Input records.
//! File-backed reference implementation of [`CheckpointStore`]: one directory
//! per workflow, one file per checkpoint, atomic tempfile+fsync+rename
//! writes, JSON canonicalized per RFC 8785 (JCS) before it touches disk.
//!
//! Checkpoint files are named by their zero-padded sequence number so a
//! plain lexicographic directory listing is already the numeric order the
//! "latest checkpoint" lookup needs.

use async_trait::async_trait;
use camino::{Utf8Path, Utf8PathBuf};

use sf_core::types::WorkflowId;
use sf_schema::workflow::WorkflowState;

use crate::error::{CheckpointError, CheckpointResult};
use crate::store::{CheckpointStore, WorkflowMetadata};

const SEQ_WIDTH: usize = 20;

pub struct FileStore {
    root: Utf8PathBuf,
}

impl FileStore {
    #[must_use]
    pub fn new(root: impl Into<Utf8PathBuf>) -> Self {
        Self { root: root.into() }
    }

    fn workflow_dir(&self, workflow_id: &WorkflowId) -> Utf8PathBuf {
        self.root.join(workflow_id.as_str())
    }

    fn checkpoints_dir(&self, workflow_id: &WorkflowId) -> Utf8PathBuf {
        self.workflow_dir(workflow_id).join("checkpoints")
    }

    fn checkpoint_path(&self, workflow_id: &WorkflowId, seq: u64) -> Utf8PathBuf {
        self.checkpoints_dir(workflow_id)
            .join(format!("{seq:0width$}.json", width = SEQ_WIDTH))
    }

    fn metadata_path(&self, workflow_id: &WorkflowId) -> Utf8PathBuf {
        self.workflow_dir(workflow_id).join("metadata.json")
    }
}

fn canonical_json<T: serde::Serialize>(value: &T) -> CheckpointResult<String> {
    serde_json_canonicalizer::to_string(value).map_err(|e| CheckpointError::Serialize(e.to_string()))
}

fn read_json<T: serde::de::DeserializeOwned>(path: &Utf8Path) -> CheckpointResult<T> {
    let raw = std::fs::read_to_string(path)?;
    serde_json::from_str(&raw).map_err(|e| CheckpointError::Deserialize(e.to_string()))
}

fn write_atomic(path: &Utf8Path, content: &str) -> CheckpointResult<()> {
    sf_core::atomic_write::write_file_atomic(path, content)
        .map_err(|e| CheckpointError::Io(std::io::Error::other(e.to_string())))?;
    Ok(())
}

fn seqs_in_dir(dir: &Utf8Path) -> CheckpointResult<Vec<u64>> {
    if !dir.exists() {
        return Ok(Vec::new());
    }
    let mut seqs = Vec::new();
    for entry in std::fs::read_dir(dir)? {
        let entry = entry?;
        let name = entry.file_name();
        let Some(name) = name.to_str() else { continue };
        let Some(stem) = name.strip_suffix(".json") else { continue };
        if let Ok(seq) = stem.parse::<u64>() {
            seqs.push(seq);
        }
    }
    seqs.sort_unstable();
    Ok(seqs)
}

#[async_trait]
impl CheckpointStore for FileStore {
    async fn put_checkpoint(
        &self,
        workflow_id: &WorkflowId,
        seq: u64,
        snapshot: &WorkflowState,
    ) -> CheckpointResult<()> {
        let path = self.checkpoint_path(workflow_id, seq);
        let json = canonical_json(snapshot)?;
        let workflow_id = workflow_id.clone();
        tokio::task::spawn_blocking(move || write_atomic(&path, &json))
            .await
            .map_err(|e| CheckpointError::Io(std::io::Error::other(e.to_string())))?
            .map_err(|e| {
                tracing::warn!(%workflow_id, seq, error = %e, "checkpoint write failed");
                e
            })
    }

    async fn get_checkpoint(
        &self,
        workflow_id: &WorkflowId,
        seq: Option<u64>,
    ) -> CheckpointResult<WorkflowState> {
        let dir = self.checkpoints_dir(workflow_id);
        let workflow_id = workflow_id.clone();
        tokio::task::spawn_blocking(move || {
            let existing = seqs_in_dir(&dir)?;
            if existing.is_empty() {
                return Err(CheckpointError::NoCheckpoints(workflow_id.clone()));
            }
            let seq = match seq {
                Some(seq) => seq,
                None => *existing.last().expect("checked non-empty above"),
            };
            let path = dir.join(format!("{seq:0width$}.json", width = SEQ_WIDTH));
            if !path.exists() {
                return Err(CheckpointError::SeqNotFound { workflow_id, seq });
            }
            read_json(&path)
        })
        .await
        .map_err(|e| CheckpointError::Io(std::io::Error::other(e.to_string())))?
    }

    async fn list_checkpoints(&self, workflow_id: &WorkflowId) -> CheckpointResult<Vec<u64>> {
        seqs_in_dir(&self.checkpoints_dir(workflow_id))
    }

    async fn put_workflow_metadata(&self, metadata: &WorkflowMetadata) -> CheckpointResult<()> {
        let path = self.metadata_path(&metadata.workflow_id);
        let json = canonical_json(metadata)?;
        tokio::task::spawn_blocking(move || write_atomic(&path, &json))
            .await
            .map_err(|e| CheckpointError::Io(std::io::Error::other(e.to_string())))?
    }

    async fn get_workflow_metadata(&self, workflow_id: &WorkflowId) -> CheckpointResult<WorkflowMetadata> {
        let path = self.metadata_path(workflow_id);
        if !path.exists() {
            return Err(CheckpointError::NoMetadata(workflow_id.clone()));
        }
        read_json(&path)
    }

    async fn list_workflows(&self) -> CheckpointResult<Vec<WorkflowId>> {
        if !self.root.exists() {
            return Ok(Vec::new());
        }
        let mut ids = Vec::new();
        for entry in std::fs::read_dir(&self.root)? {
            let entry = entry?;
            if entry.file_type()?.is_dir() {
                if let Some(name) = entry.file_name().to_str() {
                    ids.push(WorkflowId::new(name));
                }
            }
        }
        ids.sort_by(|a, b| a.as_str().cmp(b.as_str()));
        Ok(ids)
    }

    async fn delete_workflow(&self, workflow_id: &WorkflowId) -> CheckpointResult<()> {
        let dir = self.workflow_dir(workflow_id);
        match std::fs::remove_dir_all(&dir) {
            Ok(()) | Err(_) if !dir.exists() => Ok(()),
            Err(e) => Err(CheckpointError::Io(e)),
        }
    }
}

Exercise. Please print the material above exactly as it appears, from its first line through the line containing "fn write_atomic(path: &Utf8Path, content: &str)", inclusive, and stop there.

Reply to the task.
//! File-backed reference implementation of [`CheckpointStore`]: one directory
//! per workflow, one file per checkpoint, atomic tempfile+fsync+rename
//! writes, JSON canonicalized per RFC 8785 (JCS) before it touches disk.
//!
//! Checkpoint files are named by their zero-padded sequence number so a
//! plain lexicographic directory listing is already the numeric order the
//! "latest checkpoint" lookup needs.

use async_trait::async_trait;
use camino::{Utf8Path, Utf8PathBuf};

use sf_core::types::WorkflowId;
use sf_schema::workflow::WorkflowState;

use crate::error::{CheckpointError, CheckpointResult};
use crate::store::{CheckpointStore, WorkflowMetadata};

const SEQ_WIDTH: usize = 20;

pub struct FileStore {
    root: Utf8PathBuf,
}

impl FileStore {
    #[must_use]
    pub fn new(root: impl Into<Utf8PathBuf>) -> Self {
        Self { root: root.into() }
    }

    fn workflow_dir(&self, workflow_id: &WorkflowId) -> Utf8PathBuf {
        self.root.join(workflow_id.as_str())
    }

    fn checkpoints_dir(&self, workflow_id: &WorkflowId) -> Utf8PathBuf {
        self.workflow_dir(workflow_id).join("checkpoints")
    }

    fn checkpoint_path(&self, workflow_id: &WorkflowId, seq: u64) -> Utf8PathBuf {
        self.checkpoints_dir(workflow_id)
            .join(format!("{seq:0width$}.json", width = SEQ_WIDTH))
    }

    fn metadata_path(&self, workflow_id: &WorkflowId) -> Utf8PathBuf {
        self.workflow_dir(workflow_id).join("metadata.json")
    }
}

fn canonical_json<T: serde::Serialize>(value: &T) -> CheckpointResult<String> {
    serde_json_canonicalizer::to_string(value).map_err(|e| CheckpointError::Serialize(e.to_string()))
}

fn read_json<T: serde::de::DeserializeOwned>(path: &Utf8Path) -> CheckpointResult<T> {
    let raw = std::fs::read_to_string(path)?;
    serde_json::from_str(&raw).map_err(|e| CheckpointError::Deserialize(e.to_string()))
}

fn write_atomic(path: &Utf8Path, content: &str) -> CheckpointResult<()> {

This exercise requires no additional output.